Indeed, at a recent gathering of senior risk officers in New York, there was widespread consensus that 80 percent of traditional risk management was not risk management at all, but risk measurement and risk anticipation. In their opinion, that was opposite of the proportion needed. As has become evident in the wake of the financial credit crisis, multiple firms had various measurement systems, but Goldman Sachs took more effective action when the systems signaled problems that were growing.

Bear Stearns, in contrast, was criticized for being unfocused when the warning bells were ringing. Put another way, the management of Bear Stearns was clearly surprised by the velocity of risk turning into real impact. The bank’s response was too slow (or in the current semantics of risk management, it was not agile). And what response there was seemed insufficient; it was not resilient. As a result, Bear Stearns no longer exists.

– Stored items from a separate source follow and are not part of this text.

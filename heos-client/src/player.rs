//! `player/*` commands.

use crate::connection::Connection;
use crate::error::ClientError;
use crate::types::{
    decode, FirmwareUpdate, NowPlayingMedia, PlayMode, PlayState, PlayerInfo, QueueItem,
    QuickselectInfo, RepeatMode,
};
use heos_protocol::{Command, Query, OFF, ON};

/// Default number of steps for relative volume changes.
pub const DEFAULT_VOLUME_STEP: u8 = 5;

/// Default number of queue items fetched at once.
pub const DEFAULT_QUEUE_COUNT: i64 = 25;

/// Longest name accepted for a saved playlist.
pub const MAX_PLAYLIST_NAME_LEN: usize = 128;

pub(crate) fn check_level(level: u8) -> Result<(), ClientError> {
    if !(1..=100).contains(&level) {
        return Err(ClientError::validation(format!(
            "volume level must be between 1 and 100, got {}",
            level
        )));
    }
    Ok(())
}

pub(crate) fn check_step(step: u8) -> Result<(), ClientError> {
    if !(1..=10).contains(&step) {
        return Err(ClientError::validation(format!(
            "volume step must be between 1 and 10, got {}",
            step
        )));
    }
    Ok(())
}

pub(crate) fn check_playlist_name(name: &str) -> Result<(), ClientError> {
    if name.chars().count() > MAX_PLAYLIST_NAME_LEN {
        return Err(ClientError::validation(format!(
            "playlist name must be at most {} characters",
            MAX_PLAYLIST_NAME_LEN
        )));
    }
    Ok(())
}

/// Inclusive index range covering `count` items from `from`.
pub(crate) fn range(from: i64, count: i64, max_count: i64) -> Result<Vec<i64>, ClientError> {
    if from < 0 {
        return Err(ClientError::validation(
            "start index must be greater or equal to 0",
        ));
    }
    if !(1..=max_count).contains(&count) {
        return Err(ClientError::validation(format!(
            "number of entries must be between 1 and {}",
            max_count
        )));
    }
    Ok(vec![from, from + count - 1])
}

fn on_off(on: bool) -> &'static str {
    if on {
        ON
    } else {
        OFF
    }
}

fn pid(pid: i64) -> Query {
    Query::new().with("pid", pid)
}

pub async fn get_players(connection: &Connection) -> Result<Vec<PlayerInfo>, ClientError> {
    decode(connection.send(Command::GetPlayers, Query::new()).await?)
}

pub async fn get_player_info(
    connection: &Connection,
    player: i64,
) -> Result<PlayerInfo, ClientError> {
    decode(connection.send(Command::GetPlayerInfo, pid(player)).await?)
}

pub async fn get_play_state(
    connection: &Connection,
    player: i64,
) -> Result<PlayState, ClientError> {
    decode(connection.send(Command::GetPlayState, pid(player)).await?)
}

pub async fn set_play_state(
    connection: &Connection,
    player: i64,
    state: PlayState,
) -> Result<(), ClientError> {
    let query = pid(player).with("state", state.as_str());
    connection.send(Command::SetPlayState, query).await?;
    Ok(())
}

pub async fn get_now_playing_media(
    connection: &Connection,
    player: i64,
) -> Result<NowPlayingMedia, ClientError> {
    decode(connection.send(Command::GetNowPlayingMedia, pid(player)).await?)
}

pub async fn get_volume(connection: &Connection, player: i64) -> Result<i64, ClientError> {
    decode(connection.send(Command::GetPlayerVolume, pid(player)).await?)
}

pub async fn set_volume(
    connection: &Connection,
    player: i64,
    level: u8,
) -> Result<(), ClientError> {
    check_level(level)?;
    let query = pid(player).with("level", level);
    connection.send(Command::SetPlayerVolume, query).await?;
    Ok(())
}

pub async fn volume_up(connection: &Connection, player: i64, step: u8) -> Result<(), ClientError> {
    check_step(step)?;
    let query = pid(player).with("step", step);
    connection.send(Command::PlayerVolumeUp, query).await?;
    Ok(())
}

pub async fn volume_down(
    connection: &Connection,
    player: i64,
    step: u8,
) -> Result<(), ClientError> {
    check_step(step)?;
    let query = pid(player).with("step", step);
    connection.send(Command::PlayerVolumeDown, query).await?;
    Ok(())
}

pub async fn get_mute(connection: &Connection, player: i64) -> Result<bool, ClientError> {
    decode(connection.send(Command::GetPlayerMute, pid(player)).await?)
}

pub async fn set_mute(connection: &Connection, player: i64, mute: bool) -> Result<(), ClientError> {
    let query = pid(player).with("state", on_off(mute));
    connection.send(Command::SetPlayerMute, query).await?;
    Ok(())
}

pub async fn toggle_mute(connection: &Connection, player: i64) -> Result<(), ClientError> {
    connection.send(Command::TogglePlayerMute, pid(player)).await?;
    Ok(())
}

pub async fn get_play_mode(connection: &Connection, player: i64) -> Result<PlayMode, ClientError> {
    decode(connection.send(Command::GetPlayMode, pid(player)).await?)
}

pub async fn set_play_mode(
    connection: &Connection,
    player: i64,
    repeat: RepeatMode,
    shuffle: bool,
) -> Result<(), ClientError> {
    let query = pid(player)
        .with("repeat", repeat.as_str())
        .with("shuffle", on_off(shuffle));
    connection.send(Command::SetPlayMode, query).await?;
    Ok(())
}

/// Fetches `count` queue items starting at index `from` (at most 100 at once).
pub async fn get_queue(
    connection: &Connection,
    player: i64,
    from: i64,
    count: i64,
) -> Result<Vec<QueueItem>, ClientError> {
    let query = pid(player).with("range", range(from, count, 100)?);
    decode(connection.send(Command::GetQueue, query).await?)
}

pub async fn play_queue_item(
    connection: &Connection,
    player: i64,
    qid: i64,
) -> Result<(), ClientError> {
    if qid < 0 {
        return Err(ClientError::validation("queue id must be greater or equal to 0"));
    }
    let query = pid(player).with("qid", qid);
    connection.send(Command::PlayQueue, query).await?;
    Ok(())
}

pub async fn remove_from_queue(
    connection: &Connection,
    player: i64,
    qids: &[i64],
) -> Result<(), ClientError> {
    if qids.is_empty() {
        return Err(ClientError::validation("at least one queue item must be removed"));
    }
    let query = pid(player).with("qid", qids);
    connection.send(Command::RemoveFromQueue, query).await?;
    Ok(())
}

pub async fn save_queue(
    connection: &Connection,
    player: i64,
    name: &str,
) -> Result<(), ClientError> {
    check_playlist_name(name)?;
    let query = pid(player).with("name", name);
    connection.send(Command::SaveQueue, query).await?;
    Ok(())
}

pub async fn clear_queue(connection: &Connection, player: i64) -> Result<(), ClientError> {
    connection.send(Command::ClearQueue, pid(player)).await?;
    Ok(())
}

/// Moves the queue items `sqids` to position `dqid`.
pub async fn move_queue_items(
    connection: &Connection,
    player: i64,
    sqids: &[i64],
    dqid: i64,
) -> Result<(), ClientError> {
    if sqids.is_empty() {
        return Err(ClientError::validation("at least one queue item must be moved"));
    }
    if dqid < 0 {
        return Err(ClientError::validation(
            "destination queue id must be greater or equal to 0",
        ));
    }
    let query = pid(player).with("sqid", sqids).with("dqid", dqid);
    connection.send(Command::MoveQueueItem, query).await?;
    Ok(())
}

pub async fn play_next(connection: &Connection, player: i64) -> Result<(), ClientError> {
    connection.send(Command::PlayNext, pid(player)).await?;
    Ok(())
}

pub async fn play_previous(connection: &Connection, player: i64) -> Result<(), ClientError> {
    connection.send(Command::PlayPrevious, pid(player)).await?;
    Ok(())
}

pub async fn set_quickselect(
    connection: &Connection,
    player: i64,
    id: i64,
) -> Result<(), ClientError> {
    let query = pid(player).with("id", id);
    connection.send(Command::SetQuickselect, query).await?;
    Ok(())
}

pub async fn play_quickselect(
    connection: &Connection,
    player: i64,
    id: i64,
) -> Result<(), ClientError> {
    let query = pid(player).with("id", id);
    connection.send(Command::PlayQuickselect, query).await?;
    Ok(())
}

/// Lists quickselects, or only `id` when given.
pub async fn get_quickselects(
    connection: &Connection,
    player: i64,
    id: Option<i64>,
) -> Result<Vec<QuickselectInfo>, ClientError> {
    let query = pid(player).with_opt("id", id);
    decode(connection.send(Command::GetQuickselects, query).await?)
}

pub async fn check_update(
    connection: &Connection,
    player: i64,
) -> Result<FirmwareUpdate, ClientError> {
    decode(connection.send(Command::CheckUpdate, pid(player)).await?)
}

Ultimately, risk-management effectiveness depends upon both agility and resiliency. To understand why, risk-management agility can be expressed as a simple formula:

Agility = Speed of Response/Risk Velocity

Similarly, the formula for resiliency can be expressed as:

Resiliency = Resources Appropriately Deployed/Potential Risk Impact

If we accept those formulae, then risk-management effectiveness is the product of both agility and capability:

Risk-Management Effectiveness = Agility x Resiliency.

That means effectiveness is determined by both agility and resiliency. Massive resources aren’t much good if they arrive at the wrong time; agile responses don’t help if the resources you have aren’t enough for the threat at hand.

Risk is clearly a topic du jour in debates about corporate governance. We read about how executive compensation affects risk, about whether companies should create risk committees of directors, about what they should disclose to investors about risk. That discussion may seem remote, partly because it focuses on the structure and process of the board’s role in overseeing risk, even while most boards are still in the middle of wrestling with substantive questions about risk management, let alone refining their answers. More on that in a future column.

For now, it is time to ask tough questions about your risk-management program. Does your anticipation and measurement system include velocity as well as frequency and impact? Are your risk-management responses robust both in agility and resiliency? If not, even practices that look robust may be outmatched by risks, and all before you know it.